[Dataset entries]
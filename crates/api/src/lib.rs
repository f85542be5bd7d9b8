// Copyright (C) 2026 The Workbay Authors
// Use of this source code is governed by an MIT-style
// license that can be found in the LICENSE file or at
// https://opensource.org/licenses/MIT.

#![deny(
    clippy::pedantic,
    clippy::cargo,
    clippy::nursery,
    clippy::style,
    clippy::correctness,
    clippy::all,
    clippy::suspicious,
    clippy::complexity,
    clippy::perf,
    clippy::unwrap_used,
    clippy::expect_used
)]
#![allow(clippy::multiple_crate_versions)]

mod auth;
mod error;
mod handlers;
mod notify;
mod request_response;

#[cfg(test)]
mod tests;

// Re-export public types and functions
pub use auth::{AuthorizationService, CallerContext, Role, authenticate};
pub use error::{
    ApiError, AuthError, translate_core_error, translate_domain_error, translate_persistence_error,
};
pub use handlers::{
    acknowledge_escalation, allowed_transitions, get_job_history, issue_parts, list_batches,
    list_job_parts, record_job_event, resolve_escalation, return_parts, run_escalation_scan,
    transition_job,
};
pub use notify::{Notification, NotificationSink, NotifyError};
pub use request_response::{
    AllowedTransitionsResponse, EscalationScanResponse, IssuePartsRequest, JobHistoryResponse,
    JobPartsResponse, ListBatchesRequest, ListBatchesResponse, RecordJobEventRequest,
    RecordJobEventResponse, ReturnPartsRequest, ReturnPartsResponse, TransitionRequest,
    TransitionResponse,
};
// Copyright (C) 2026 The Workbay Authors
// Use of this source code is governed by an MIT-style
// license that can be found in the LICENSE file or at
// https://opensource.org/licenses/MIT.

#![allow(clippy::expect_used, clippy::unwrap_used)]


use axum::{
    Router,
    body::Body,
    http::{Request, Response},
};
use serde_json::Value;
use time::OffsetDateTime;
use tower::ServiceExt;
use workbay_api::{CallerContext, Role, TransitionRequest, transition_job};
use workbay_domain::{EscalationTrigger, JobCard, PartVariant};
use workbay_persistence::{NewEscalationRule, NewJobCard, NewPartVariant, Persistence};

use crate::AppState;

pub const DEALER_ID: i64 = 10;
pub const OTHER_DEALER_ID: i64 = 20;
pub const SCHEDULER_TOKEN: &str = "scan-secret";

/// Well in the past so scans against the wall clock always see a breach.
pub const LONG_AGO: &str = "2020-01-01T08:00:00Z";

pub fn create_test_app_state() -> AppState {
    let persistence: Persistence =
        Persistence::new_in_memory().expect("Failed to create in-memory persistence");
    AppState::new(persistence, Some(String::from(SCHEDULER_TOKEN)))
}

pub async fn seed_job(app_state: &AppState, job_number: &str, created_at: &str) -> JobCard {
    let mut persistence = app_state.persistence.lock().await;
    persistence
        .create_job_card(&NewJobCard {
            dealer_id: DEALER_ID,
            job_number: job_number.to_string(),
            technician_id: Some(42),
            created_at: created_at.to_string(),
        })
        .unwrap()
}

pub async fn seed_variant(app_state: &AppState, stock_quantity: u32) -> PartVariant {
    let mut persistence = app_state.persistence.lock().await;
    persistence
        .create_part_variant(&NewPartVariant {
            dealer_id: DEALER_ID,
            part_id: 500,
            sku: String::from("WIPER-22"),
            stock_quantity,
            price_cents: 1_800,
        })
        .unwrap()
}

pub async fn seed_rule(app_state: &AppState) {
    let mut persistence = app_state.persistence.lock().await;
    persistence
        .create_escalation_rule(&NewEscalationRule {
            dealer_id: DEALER_ID,
            name: String::from("Stalled in bay"),
            trigger: EscalationTrigger::TimeBreach,
            condition_json: String::from(r#"{"threshold_hours": 4}"#),
            action: String::from("notify_manager"),
            is_active: true,
        })
        .unwrap();
}

/// Walks a job through the standard lifecycle up to `in_progress`.
pub async fn advance_to_in_progress(app_state: &AppState, job_card_id: i64) {
    let caller = CallerContext::new(String::from("tech-42"), DEALER_ID, Role::Technician);
    let mut persistence = app_state.persistence.lock().await;
    for status in ["diagnosed", "estimate_sent", "customer_approved", "in_progress"] {
        transition_job(
            &mut persistence,
            app_state.notifications.as_ref(),
            &app_state.table,
            &caller,
            job_card_id,
            &TransitionRequest {
                to_status: status.to_string(),
                reason: None,
                metadata: None,
            },
            OffsetDateTime::now_utc(),
        )
        .unwrap();
    }
}

/// Builds a request carrying caller identity headers.
pub fn request_as(
    method: &str,
    uri: &str,
    dealer_id: i64,
    role: &str,
    body: Option<&Value>,
) -> Request<Body> {
    let builder = Request::builder()
        .method(method)
        .uri(uri)
        .header("x-user-id", "user-1")
        .header("x-dealer-id", dealer_id.to_string())
        .header("x-role", role);
    match body {
        Some(json) => builder
            .header("content-type", "application/json")
            .body(Body::from(serde_json::to_string(json).unwrap()))
            .unwrap(),
        None => builder.body(Body::empty()).unwrap(),
    }
}

pub async fn send(app: &Router, request: Request<Body>) -> Response<Body> {
    app.clone().oneshot(request).await.unwrap()
}

pub async fn body_json(response: Response<Body>) -> Value {
    let body_bytes = axum::body::to_bytes(response.into_body(), usize::MAX)
        .await
        .unwrap();
    serde_json::from_slice(&body_bytes).unwrap()
}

EXERCISE AIM: From the data above, copy each line with the string "CallerContext" in it.

RESPONSE AREA:
pub use auth::{AuthorizationService, CallerContext, Role, authenticate};
use workbay_api::{CallerContext, Role, TransitionRequest, transition_job};
    let caller = CallerContext::new(String::from("tech-42"), DEALER_ID, Role::Technician);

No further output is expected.